Uma decisão do Superior Tribunal de Justiça pode acelerar a aposentadoria de milhares de trabalhadores do setor de transporte em todo o país. O tribunal definiu que motoristas de caminhão, motoristas de ônibus e cobradores poderão ter direito à aposentadoria especial do INSS mesmo após mudanças na legislação previdenciária ocorridas em 1995.
A decisão foi tomada em julgamento de recurso repetitivo — mecanismo que estabelece entendimento válido para processos semelhantes em todo o Brasil. Na prática, o STJ reconheceu que essas profissões ainda podem ser consideradas atividades exercidas em condições prejudiciais à saúde, desde que exista comprovação técnica individualizada.
Até 1995, diversas categorias profissionais tinham reconhecimento automático para aposentadoria especial. Com a criação da Lei 9.032/95, esse enquadramento deixou de existir e passou a ser necessária a comprovação contínua da exposição a agentes nocivos.
Profissionais precisarão comprovar desgaste físico e mental
Segundo a tese fixada pelo tribunal, o benefício poderá ser concedido quando perícias demonstrarem exposição habitual e permanente a situações de desgaste intenso, tanto físico quanto psicológico.
Entre os fatores analisados estão jornadas excessivas, vibração constante do veículo, calor, ruído, má postura, longos períodos sem descanso adequado e até o estresse provocado pelo trânsito e pelo risco de violência durante o trabalho.

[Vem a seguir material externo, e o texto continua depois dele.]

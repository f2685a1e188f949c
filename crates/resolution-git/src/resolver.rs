//! Git resolver: reads one file at a branch, commit, or default branch tip

use std::collections::BTreeMap;

use async_trait::async_trait;
use resolution_common::LABEL_KEY_RESOLVER_TYPE;
use resolution_framework::{
    Labels, Params, ResolveContext, ResolvedResource, Resolver, ResolverError,
};
use tokio_util::sync::CancellationToken;
use tracing::{debug, info, instrument};

use crate::error::GitError;
use crate::fetch::{fetch_file, ResolvedGitResource};
use crate::params::GitParams;

/// Resolver name used in status messages
pub const GIT_RESOLVER_NAME: &str = "Git";

/// Value of the resolver-type label for git requests
pub const LABEL_VALUE_GIT_RESOLVER_TYPE: &str = "git";

/// Annotation carrying the commit the content was read from
pub const ANNOTATION_KEY_COMMIT: &str = "git.resolution.dev/commit";

/// Annotation carrying the repository URL
pub const ANNOTATION_KEY_URL: &str = "git.resolution.dev/url";

/// Annotation carrying the file path
pub const ANNOTATION_KEY_PATH: &str = "git.resolution.dev/path";

/// Resolver fetching files from git remotes
#[derive(Clone, Copy, Debug, Default)]
pub struct GitResolver;

impl GitResolver {
    /// Create a git resolver
    pub fn new() -> Self {
        Self
    }

    /// Fetch the file described by `params`
    ///
    /// The git work runs on the blocking pool. Cancelling `cancel` returns
    /// [`GitError::Cancelled`] right away and makes the background work stop
    /// at its next checkpoint.
    #[instrument(skip(self, params, cancel), fields(url = %params.url, path = %params.path))]
    pub async fn resolve_git(
        &self,
        params: GitParams,
        cancel: CancellationToken,
    ) -> Result<ResolvedGitResource, GitError> {
        let worker_cancel = cancel.clone();
        let work = tokio::task::spawn_blocking(move || fetch_file(&params, &worker_cancel));

        tokio::select! {
            joined = work => joined.map_err(|e| GitError::Internal(e.to_string()))?,
            _ = cancel.cancelled() => {
                debug!("git resolution cancelled");
                Err(GitError::Cancelled)
            }
        }
    }
}

#[async_trait]
impl Resolver for GitResolver {
    fn name(&self) -> &str {
        GIT_RESOLVER_NAME
    }

    fn selector(&self) -> Labels {
        BTreeMap::from([(
            LABEL_KEY_RESOLVER_TYPE.to_string(),
            LABEL_VALUE_GIT_RESOLVER_TYPE.to_string(),
        )])
    }

    fn validate_params(&self, params: &Params) -> Result<(), ResolverError> {
        GitParams::from_params(params)?;
        Ok(())
    }

    async fn resolve(
        &self,
        ctx: &ResolveContext,
        params: &Params,
    ) -> Result<ResolvedResource, ResolverError> {
        let params = GitParams::from_params(params)?;
        let url = params.url.clone();
        let path = params.path.clone();

        let resolved = self
            .resolve_git(params, ctx.cancellation().clone())
            .await?;

        info!(%url, %path, commit = %resolved.commit, "resolved git resource");
        Ok(ResolvedResource::new(resolved.content)
            .with_annotation(ANNOTATION_KEY_COMMIT, resolved.commit)
            .with_annotation(ANNOTATION_KEY_URL, url)
            .with_annotation(ANNOTATION_KEY_PATH, path))
    }
}
//! Common types for remote resolution: CRDs, errors, and utilities

#![deny(missing_docs)]

pub mod crd;
pub mod duration;
pub mod error;
pub mod telemetry;

pub use error::Error;

/// Result type alias using our custom Error type
pub type Result<T> = std::result::Result<T, Error>;

/// Label key carrying the resolver type a request is routed to
pub const LABEL_KEY_RESOLVER_TYPE: &str = "resolution.dev/type";

/// Default namespace holding per-resolver configuration
pub const DEFAULT_SYSTEM_NAMESPACE: &str = "resolution-system";

/// Field manager used for server-side apply and status patches
pub const FIELD_MANAGER: &str = "resolution-controller";

/// Condition reason: the request is still waiting on its resolver
pub const REASON_RESOLUTION_IN_PROGRESS: &str = "ResolutionInProgress";

/// Condition reason: resolution produced data
pub const REASON_RESOLUTION_SUCCEEDED: &str = "ResolutionSucceeded";

/// Condition reason: the resolver returned an error
pub const REASON_RESOLUTION_FAILED: &str = "ResolutionFailed";

/// Condition reason: the per-call deadline or the global ceiling was exceeded
pub const REASON_RESOLUTION_TIMED_OUT: &str = "ResolutionTimedOut";

/// Condition reason: the resolver rejected the request parameters
pub const REASON_PARAMS_INVALID: &str = "ResolverParamsInvalid";

/// Message set while a request is in progress
pub const MESSAGE_WAITING_FOR_RESOLVER: &str = "waiting for resolver";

O relator do caso, ministro Gurgel de Faria, destacou que a chamada “penosidade” é diferente da insalubridade tradicional. Enquanto a insalubridade envolve agentes externos mensuráveis, como produtos químicos ou ruídos, a penosidade está ligada ao desgaste provocado pela própria dinâmica da atividade profissional.
O entendimento também afasta a volta do reconhecimento automático por profissão. Cada trabalhador precisará apresentar documentação e laudo técnico comprovando as condições específicas enfrentadas durante a rotina de trabalho.
A aposentadoria especial permite que o segurado se aposente mais cedo. Após a Reforma da Previdência de 2019, porém, também passaram a valer exigências como idade mínima e regras de transição para parte dos trabalhadores.